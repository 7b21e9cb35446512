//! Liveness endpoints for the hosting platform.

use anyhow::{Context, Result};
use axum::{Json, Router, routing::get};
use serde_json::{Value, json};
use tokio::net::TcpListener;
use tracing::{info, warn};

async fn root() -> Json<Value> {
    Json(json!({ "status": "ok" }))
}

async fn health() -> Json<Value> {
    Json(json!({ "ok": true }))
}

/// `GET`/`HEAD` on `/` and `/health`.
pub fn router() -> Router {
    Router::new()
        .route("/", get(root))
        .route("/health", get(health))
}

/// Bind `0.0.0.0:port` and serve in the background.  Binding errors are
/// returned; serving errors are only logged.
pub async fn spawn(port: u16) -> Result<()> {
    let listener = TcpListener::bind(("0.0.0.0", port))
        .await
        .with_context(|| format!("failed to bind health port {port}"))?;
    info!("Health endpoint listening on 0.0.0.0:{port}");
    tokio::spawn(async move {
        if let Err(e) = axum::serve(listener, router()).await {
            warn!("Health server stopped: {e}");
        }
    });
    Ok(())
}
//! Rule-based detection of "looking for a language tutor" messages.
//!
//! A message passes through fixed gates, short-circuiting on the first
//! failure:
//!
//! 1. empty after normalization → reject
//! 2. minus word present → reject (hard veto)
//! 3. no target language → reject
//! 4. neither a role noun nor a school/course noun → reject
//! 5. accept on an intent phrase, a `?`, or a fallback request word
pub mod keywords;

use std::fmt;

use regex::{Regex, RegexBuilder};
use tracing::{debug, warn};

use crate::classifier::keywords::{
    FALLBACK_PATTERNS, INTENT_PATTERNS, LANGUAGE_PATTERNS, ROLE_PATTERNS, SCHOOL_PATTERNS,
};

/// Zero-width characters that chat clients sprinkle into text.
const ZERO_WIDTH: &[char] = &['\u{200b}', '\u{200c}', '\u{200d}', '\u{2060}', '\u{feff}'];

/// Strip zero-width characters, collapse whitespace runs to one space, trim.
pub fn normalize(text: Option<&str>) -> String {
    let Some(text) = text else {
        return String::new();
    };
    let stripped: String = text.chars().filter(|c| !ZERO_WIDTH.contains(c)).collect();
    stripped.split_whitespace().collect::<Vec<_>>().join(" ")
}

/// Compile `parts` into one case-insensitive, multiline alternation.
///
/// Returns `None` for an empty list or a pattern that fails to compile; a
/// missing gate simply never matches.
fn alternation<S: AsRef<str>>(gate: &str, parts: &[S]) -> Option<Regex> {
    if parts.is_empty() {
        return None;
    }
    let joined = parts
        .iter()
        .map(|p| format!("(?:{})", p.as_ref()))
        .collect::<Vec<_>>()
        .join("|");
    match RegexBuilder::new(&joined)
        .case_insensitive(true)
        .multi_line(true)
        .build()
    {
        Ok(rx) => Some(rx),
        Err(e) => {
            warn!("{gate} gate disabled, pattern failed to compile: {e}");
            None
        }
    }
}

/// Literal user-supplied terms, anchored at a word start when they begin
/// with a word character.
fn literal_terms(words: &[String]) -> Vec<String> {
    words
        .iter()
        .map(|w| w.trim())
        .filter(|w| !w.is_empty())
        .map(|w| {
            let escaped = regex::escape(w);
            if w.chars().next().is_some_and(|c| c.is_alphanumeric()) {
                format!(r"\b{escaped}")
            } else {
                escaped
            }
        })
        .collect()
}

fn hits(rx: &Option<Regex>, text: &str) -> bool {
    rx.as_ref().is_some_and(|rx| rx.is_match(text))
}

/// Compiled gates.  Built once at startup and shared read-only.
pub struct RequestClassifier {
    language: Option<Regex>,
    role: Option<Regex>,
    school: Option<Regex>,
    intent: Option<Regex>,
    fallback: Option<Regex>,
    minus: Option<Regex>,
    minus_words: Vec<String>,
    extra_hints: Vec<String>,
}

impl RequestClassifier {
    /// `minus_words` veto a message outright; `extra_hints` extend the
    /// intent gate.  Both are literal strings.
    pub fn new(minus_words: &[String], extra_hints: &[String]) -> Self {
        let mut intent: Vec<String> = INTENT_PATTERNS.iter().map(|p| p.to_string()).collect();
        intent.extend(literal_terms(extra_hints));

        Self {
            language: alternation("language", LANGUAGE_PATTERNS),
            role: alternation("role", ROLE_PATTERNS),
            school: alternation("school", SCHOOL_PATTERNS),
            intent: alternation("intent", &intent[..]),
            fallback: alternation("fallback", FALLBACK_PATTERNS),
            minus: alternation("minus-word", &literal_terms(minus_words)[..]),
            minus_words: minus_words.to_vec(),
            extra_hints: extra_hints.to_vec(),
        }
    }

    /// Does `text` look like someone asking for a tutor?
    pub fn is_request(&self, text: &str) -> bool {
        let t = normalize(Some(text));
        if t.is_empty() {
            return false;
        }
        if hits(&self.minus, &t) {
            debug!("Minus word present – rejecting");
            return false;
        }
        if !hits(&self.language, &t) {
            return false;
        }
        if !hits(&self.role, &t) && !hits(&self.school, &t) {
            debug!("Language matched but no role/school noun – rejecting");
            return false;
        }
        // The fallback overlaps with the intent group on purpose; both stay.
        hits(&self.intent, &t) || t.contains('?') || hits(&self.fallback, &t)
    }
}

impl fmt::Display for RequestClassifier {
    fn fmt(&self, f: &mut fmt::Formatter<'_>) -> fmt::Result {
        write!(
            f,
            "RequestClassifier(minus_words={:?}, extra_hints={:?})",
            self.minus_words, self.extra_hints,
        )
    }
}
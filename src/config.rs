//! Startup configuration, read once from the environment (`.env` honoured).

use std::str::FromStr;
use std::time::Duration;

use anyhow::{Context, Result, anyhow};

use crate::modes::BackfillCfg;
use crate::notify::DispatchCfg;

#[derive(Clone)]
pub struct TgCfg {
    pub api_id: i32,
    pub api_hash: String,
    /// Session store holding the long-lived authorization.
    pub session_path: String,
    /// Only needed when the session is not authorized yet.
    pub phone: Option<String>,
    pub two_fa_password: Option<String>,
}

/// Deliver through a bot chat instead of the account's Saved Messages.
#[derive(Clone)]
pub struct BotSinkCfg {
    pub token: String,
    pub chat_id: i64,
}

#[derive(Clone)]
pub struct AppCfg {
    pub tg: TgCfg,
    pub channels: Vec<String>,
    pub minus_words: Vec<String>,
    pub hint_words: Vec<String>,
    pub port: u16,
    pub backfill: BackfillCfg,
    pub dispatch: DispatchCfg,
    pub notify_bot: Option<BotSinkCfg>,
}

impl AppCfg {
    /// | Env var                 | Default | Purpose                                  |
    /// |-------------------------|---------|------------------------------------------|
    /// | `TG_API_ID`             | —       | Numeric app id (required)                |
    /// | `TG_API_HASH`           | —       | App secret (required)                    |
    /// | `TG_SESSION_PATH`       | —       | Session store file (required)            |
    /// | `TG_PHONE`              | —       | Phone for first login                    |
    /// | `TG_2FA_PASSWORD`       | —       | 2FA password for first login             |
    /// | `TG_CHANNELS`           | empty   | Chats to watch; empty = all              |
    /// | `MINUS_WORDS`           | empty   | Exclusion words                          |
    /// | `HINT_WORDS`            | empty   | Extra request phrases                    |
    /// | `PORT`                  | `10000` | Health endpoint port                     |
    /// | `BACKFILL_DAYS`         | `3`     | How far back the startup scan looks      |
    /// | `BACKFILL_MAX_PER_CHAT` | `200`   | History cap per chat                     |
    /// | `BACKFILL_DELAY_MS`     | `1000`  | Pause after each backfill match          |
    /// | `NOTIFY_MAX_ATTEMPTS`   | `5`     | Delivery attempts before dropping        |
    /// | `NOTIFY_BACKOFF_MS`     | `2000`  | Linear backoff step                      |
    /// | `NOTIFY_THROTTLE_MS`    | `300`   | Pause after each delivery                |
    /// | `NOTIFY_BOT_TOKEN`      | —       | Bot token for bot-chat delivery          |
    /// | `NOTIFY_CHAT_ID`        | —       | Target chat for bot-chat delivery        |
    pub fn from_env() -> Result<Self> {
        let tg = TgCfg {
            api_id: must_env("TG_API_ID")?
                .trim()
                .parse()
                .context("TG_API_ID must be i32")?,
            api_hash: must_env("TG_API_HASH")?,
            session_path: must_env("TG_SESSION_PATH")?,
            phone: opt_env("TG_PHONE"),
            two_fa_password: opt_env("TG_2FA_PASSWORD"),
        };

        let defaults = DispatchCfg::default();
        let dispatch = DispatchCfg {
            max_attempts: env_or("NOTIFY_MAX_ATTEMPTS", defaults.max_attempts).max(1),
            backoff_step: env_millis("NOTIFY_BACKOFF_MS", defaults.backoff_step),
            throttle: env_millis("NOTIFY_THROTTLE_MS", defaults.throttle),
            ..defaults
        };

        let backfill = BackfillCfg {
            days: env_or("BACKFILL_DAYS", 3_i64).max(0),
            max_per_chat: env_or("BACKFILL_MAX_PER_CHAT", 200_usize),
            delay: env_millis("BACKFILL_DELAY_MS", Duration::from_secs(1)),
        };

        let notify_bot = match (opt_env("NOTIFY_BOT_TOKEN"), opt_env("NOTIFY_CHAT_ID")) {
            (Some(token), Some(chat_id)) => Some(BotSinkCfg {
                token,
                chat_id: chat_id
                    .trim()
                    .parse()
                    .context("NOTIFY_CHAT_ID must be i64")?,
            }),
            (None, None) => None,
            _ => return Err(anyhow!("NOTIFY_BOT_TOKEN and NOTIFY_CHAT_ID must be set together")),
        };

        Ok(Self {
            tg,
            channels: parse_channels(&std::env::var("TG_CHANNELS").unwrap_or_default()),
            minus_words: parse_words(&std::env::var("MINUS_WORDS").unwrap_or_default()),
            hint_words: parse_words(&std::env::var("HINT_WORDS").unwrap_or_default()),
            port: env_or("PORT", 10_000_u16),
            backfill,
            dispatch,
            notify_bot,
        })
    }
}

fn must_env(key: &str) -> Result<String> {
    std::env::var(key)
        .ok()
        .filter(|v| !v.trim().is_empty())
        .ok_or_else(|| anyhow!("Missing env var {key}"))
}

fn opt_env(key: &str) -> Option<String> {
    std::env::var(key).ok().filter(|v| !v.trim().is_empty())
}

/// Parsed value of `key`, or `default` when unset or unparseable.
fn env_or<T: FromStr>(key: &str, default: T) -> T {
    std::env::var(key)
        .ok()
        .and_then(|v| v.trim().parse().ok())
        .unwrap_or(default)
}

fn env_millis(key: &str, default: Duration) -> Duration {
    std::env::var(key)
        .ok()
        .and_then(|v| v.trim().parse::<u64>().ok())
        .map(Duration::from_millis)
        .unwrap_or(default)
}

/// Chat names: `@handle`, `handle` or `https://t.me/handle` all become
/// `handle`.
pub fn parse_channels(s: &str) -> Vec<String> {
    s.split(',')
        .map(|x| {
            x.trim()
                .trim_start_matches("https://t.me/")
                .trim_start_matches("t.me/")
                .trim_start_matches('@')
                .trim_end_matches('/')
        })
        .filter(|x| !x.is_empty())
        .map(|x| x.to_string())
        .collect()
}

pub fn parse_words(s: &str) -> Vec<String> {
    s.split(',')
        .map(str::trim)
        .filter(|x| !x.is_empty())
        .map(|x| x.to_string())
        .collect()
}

#####

EXERCISE DESCRIPTION: Quote the data above from the line containing "Numeric app id" to the line containing "let backfill = BackfillCfg", inclusive, and stop.

RESULT OF THE EXERCISE:
    /// | `TG_API_ID`             | —       | Numeric app id (required)                |
    /// | `TG_API_HASH`           | —       | App secret (required)                    |
    /// | `TG_SESSION_PATH`       | —       | Session store file (required)            |
    /// | `TG_PHONE`              | —       | Phone for first login                    |
    /// | `TG_2FA_PASSWORD`       | —       | 2FA password for first login             |
    /// | `TG_CHANNELS`           | empty   | Chats to watch; empty = all              |
    /// | `MINUS_WORDS`           | empty   | Exclusion words                          |
    /// | `HINT_WORDS`            | empty   | Extra request phrases                    |
    /// | `PORT`                  | `10000` | Health endpoint port                     |
    /// | `BACKFILL_DAYS`         | `3`     | How far back the startup scan looks      |
    /// | `BACKFILL_MAX_PER_CHAT` | `200`   | History cap per chat                     |
    /// | `BACKFILL_DELAY_MS`     | `1000`  | Pause after each backfill match          |
    /// | `NOTIFY_MAX_ATTEMPTS`   | `5`     | Delivery attempts before dropping        |
    /// | `NOTIFY_BACKOFF_MS`     | `2000`  | Linear backoff step                      |
    /// | `NOTIFY_THROTTLE_MS`    | `300`   | Pause after each delivery                |
    /// | `NOTIFY_BOT_TOKEN`      | —       | Bot token for bot-chat delivery          |
    /// | `NOTIFY_CHAT_ID`        | —       | Target chat for bot-chat delivery        |
    pub fn from_env() -> Result<Self> {
        let tg = TgCfg {
            api_id: must_env("TG_API_ID")?
                .trim()
                .parse()
                .context("TG_API_ID must be i32")?,
            api_hash: must_env("TG_API_HASH")?,
            session_path: must_env("TG_SESSION_PATH")?,
            phone: opt_env("TG_PHONE"),
            two_fa_password: opt_env("TG_2FA_PASSWORD"),
        };

        let defaults = DispatchCfg::default();
        let dispatch = DispatchCfg {
            max_attempts: env_or("NOTIFY_MAX_ATTEMPTS", defaults.max_attempts).max(1),
            backoff_step: env_millis("NOTIFY_BACKOFF_MS", defaults.backoff_step),
            throttle: env_millis("NOTIFY_THROTTLE_MS", defaults.throttle),
            ..defaults
        };

        let backfill = BackfillCfg {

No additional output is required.